Material for the task –
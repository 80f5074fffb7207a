//! Error types for trellis
//!
//! All modules use `TrellisResult<T>` as their return type.

use std::path::PathBuf;
use thiserror::Error;

/// Result type alias for trellis operations
pub type TrellisResult<T> = Result<T, TrellisError>;

/// All errors that can occur in trellis
#[derive(Error, Debug)]
pub enum TrellisError {
    // Configuration errors
    #[error("Invalid configuration at {path}: {reason}")]
    ConfigInvalid { path: PathBuf, reason: String },

    #[error("Configuration file not found: {0}")]
    ConfigNotFound(PathBuf),

    #[error("Failed to create config directory {path}: {source}")]
    ConfigDirCreate {
        path: PathBuf,
        #[source]
        source: std::io::Error,
    },

    // Markup errors
    #[error("Parse error in {location} at line {line}, column {column}: {message}")]
    MarkupParse {
        location: String,
        line: usize,
        column: usize,
        message: String,
    },

    #[error("Invalid markup in {location}: {message}")]
    Markup { location: String, message: String },

    #[error("Markup not found for component: {0}")]
    MarkupNotFound(String),

    #[error("Base markup of inherited markup not found: {class} extends {base}")]
    BaseMarkupNotFound { class: String, base: String },

    #[error("Component class has no superclass to inherit markup from: {0}")]
    NoBaseClass(String),

    #[error("Cyclic component hierarchy involving {0}")]
    CyclicHierarchy(String),

    // Watcher errors
    #[error("Modification watcher error: {0}")]
    Watcher(String),

    // IO errors
    #[error("IO error: {context}")]
    Io {
        context: String,
        #[source]
        source: std::io::Error,
    },

    #[error("Path not found: {0}")]
    PathNotFound(PathBuf),

    // Serialization errors
    #[error("JSON error: {0}")]
    Json(#[from] serde_json::Error),

    #[error("TOML parse error: {0}")]
    TomlParse(#[from] toml::de::Error),

    #[error("TOML serialize error: {0}")]
    TomlSerialize(#[from] toml::ser::Error),

    // General errors
    #[error("Internal error: {0}")]
    Internal(String),

    #[error("{0}")]
    User(String),
}

impl TrellisError {
    /// Create an IO error with context
    pub fn io(context: impl Into<String>, source: std::io::Error) -> Self {
        Self::Io {
            context: context.into(),
            source,
        }
    }

    /// Create a structural markup error
    pub fn markup(location: impl Into<String>, message: impl Into<String>) -> Self {
        Self::Markup {
            location: location.into(),
            message: message.into(),
        }
    }

    /// Create a parse error at a line/column position
    pub fn parse(
        location: impl Into<String>,
        line: usize,
        column: usize,
        message: impl Into<String>,
    ) -> Self {
        Self::MarkupParse {
            location: location.into(),
            line,
            column,
            message: message.into(),
        }
    }

    /// Whether the error comes from the markup itself rather than the environment
    pub fn is_markup_error(&self) -> bool {
        matches!(
            self,
            Self::MarkupParse { .. }
                | Self::Markup { .. }
                | Self::BaseMarkupNotFound { .. }
                | Self::NoBaseClass(_)
        )
    }

    /// Get actionable hint for the error
    pub fn hint(&self) -> Option<&'static str> {
        match self {
            Self::MarkupNotFound(_) => {
                Some("Check [resources] roots and the component name in your config")
            }
            Self::BaseMarkupNotFound { .. } => {
                Some("Inherited markup needs a <wicket:child/> in the base template")
            }
            Self::NoBaseClass(_) => Some("Declare the base class with `extends` under [[components]]"),
            Self::ConfigInvalid { .. } => Some("Run: trellis config show"),
            Self::ConfigNotFound(_) => Some("Run: trellis config init"),
            _ => None,
        }
    }
}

Task to complete –
Every line of the listing, first to last, should be retyped exactly.

Result of this task –
repository 80f5074fffb7207a
//! Error types for trellis
//!
//! All modules use `TrellisResult<T>` as their return type.

use std::path::PathBuf;
use thiserror::Error;

/// Result type alias for trellis operations
pub type TrellisResult<T> = Result<T, TrellisError>;

/// All errors that can occur in trellis
#[derive(Error, Debug)]
pub enum TrellisError {
    // Configuration errors
    #[error("Invalid configuration at {path}: {reason}")]
    ConfigInvalid { path: PathBuf, reason: String },

    #[error("Configuration file not found: {0}")]
    ConfigNotFound(PathBuf),

    #[error("Failed to create config directory {path}: {source}")]
    ConfigDirCreate {
        path: PathBuf,
        #[source]
        source: std::io::Error,
    },

    // Markup errors
    #[error("Parse error in {location} at line {line}, column {column}: {message}")]
    MarkupParse {
        location: String,
        line: usize,
        column: usize,
        message: String,
    },

    #[error("Invalid markup in {location}: {message}")]
    Markup { location: String, message: String },

    #[error("Markup not found for component: {0}")]
    MarkupNotFound(String),

    #[error("Base markup of inherited markup not found: {class} extends {base}")]
    BaseMarkupNotFound { class: String, base: String },

    #[error("Component class has no superclass to inherit markup from: {0}")]
    NoBaseClass(String),

    #[error("Cyclic component hierarchy involving {0}")]
    CyclicHierarchy(String),

    // Watcher errors
    #[error("Modification watcher error: {0}")]
    Watcher(String),

    // IO errors
    #[error("IO error: {context}")]
    Io {
        context: String,
        #[source]
        source: std::io::Error,
    },

    #[error("Path not found: {0}")]
    PathNotFound(PathBuf),

    // Serialization errors
    #[error("JSON error: {0}")]
    Json(#[from] serde_json::Error),

    #[error("TOML parse error: {0}")]
    TomlParse(#[from] toml::de::Error),

    #[error("TOML serialize error: {0}")]
    TomlSerialize(#[from] toml::ser::Error),

    // General errors
    #[error("Internal error: {0}")]
    Internal(String),

    #[error("{0}")]
    User(String),
}

impl TrellisError {
    /// Create an IO error with context
    pub fn io(context: impl Into<String>, source: std::io::Error) -> Self {
        Self::Io {
            context: context.into(),
            source,
        }
    }

    /// Create a structural markup error
    pub fn markup(location: impl Into<String>, message: impl Into<String>) -> Self {
        Self::Markup {
            location: location.into(),
            message: message.into(),
        }
    }

    /// Create a parse error at a line/column position
    pub fn parse(
        location: impl Into<String>,
        line: usize,
        column: usize,
        message: impl Into<String>,
    ) -> Self {
        Self::MarkupParse {
            location: location.into(),
            line,
            column,
            message: message.into(),
        }
    }

    /// Whether the error comes from the markup itself rather than the environment
    pub fn is_markup_error(&self) -> bool {
        matches!(
            self,
            Self::MarkupParse { .. }
                | Self::Markup { .. }
                | Self::BaseMarkupNotFound { .. }
                | Self::NoBaseClass(_)
        )
    }

    /// Get actionable hint for the error
    pub fn hint(&self) -> Option<&'static str> {
        match self {
            Self::MarkupNotFound(_) => {
                Some("Check [resources] roots and the component name in your config")
            }
            Self::BaseMarkupNotFound { .. } => {
                Some("Inherited markup needs a <wicket:child/> in the base template")
            }
            Self::NoBaseClass(_) => Some("Declare the base class with `extends` under [[components]]"),
            Self::ConfigInvalid { .. } => Some("Run: trellis config show"),
            Self::ConfigNotFound(_) => Some("Run: trellis config init"),
            _ => None,
        }
    }
}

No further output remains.